REPUBLIKA.CO.ID, JAKARTA -- Pelaksanaan muktamar Nahdlatul Ulama (NU) ke-33 di Jombang, Jawa Timur awal Agustus nanti akan memilih Ketua Umum (Ketum) Pengurus Besar NU (PBNU) yang baru. Tak hanya sosok Ketum PBNU, sebuah bagian dari NU yakni Ahlul Halli Wal Aqdi dalam waktu dekat ini juga akan mengangkat pimpinan baru.
Jajaran ulama yang menduduki posisi Ahlul Halli Wal Aqdi dalam tubuh NU ini akan menjadi petinggi PBNU yang juga memiliki kewenangan besar. Menurut Wakil Sekretaris Jenderal PBNU Sulton Fatoni, mereka yang duduk di Ahlul Halli Wal Aqdi bahkan memiliki kewenangan yang tak bisa dijangkau Ketum PBNU.
“Ulama-ulama di Ahlul Halli Wal Aqdi merumuskan langkah-langkah NU ke depan dan memutuskan hukum-hukum keislaman di dalam masyarakat khususnya NU. Kalau Ketum PBNU itu pelaksana teknisnya, jadi tidak punya otoritas untuk menjangkaunya,” kata Sulton melalui sambungan telepon kepada Republika Jumat (31/7).

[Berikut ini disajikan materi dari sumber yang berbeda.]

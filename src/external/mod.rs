/// External collaborators: opaque host tooling the sweep drives but does not
/// own. Each is probed before use; a missing tool makes its step a silent
/// no-op and a failing one is a warning, never fatal.
pub mod backup;
pub mod packages;
pub mod services;

pub use backup::BackupExporter;
pub use packages::PackageManager;
pub use services::ServiceSupervisor;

Sulton mengatakan, proses ulama-ulama ahli fiqih untuk mengisi posisi di Ahlul Halli Wal Aqdi ini bukan bermaksud untuk menandingi jalannya pemilihan Ketum PBNU dalam muktamar. Dia mengatakan, Ahlul Halli Wal Aqdi merupakan institusi khusus yang berfungsi sebagai badan legislatif yang ditaati.
Keberadaan mereka merupakan cerminan ulama-ulama berilmu tinggi dan terjaga akhlaknya sehingga dipercaya untuk menentukan hukum-hukum mana yang harus dijalani masyarakat Muslim. Contohnya, soal hukum halal atau haram dari suntik vaksin meningitis yang beberapa waktu lalu ramai diperbincangkan.
Dalam koridor pemutusan ini, kata Sulton, Ketum PBNU tak memiliki wewenang untuk menetukan apakah vaksin tersebut halal atau tidak. Hanya para ulama di Ahlul Halli Wal Aqdi yang disebut Rais 'Aam inilah yang bisa menentukannya.
“Semua keputusan hukum NU ada di Ahlul Halli Wal Aqdi bukan di Ketum PBNU, jadi pengangkatan Rais 'Aam dalam waktu dekat ini juga tak kalah penting dari pemilihin Ketum PBNU,” ujarnya.
Sulton menambahkan, sejauh ini kandidat pengisi kursi-kursi di Ahlul Halli Wal Aqdi mencapai 39 lebih ulama. Mereka, kata dia, adalah ulama-ulama berpengaruh dalam jamiyyah NU.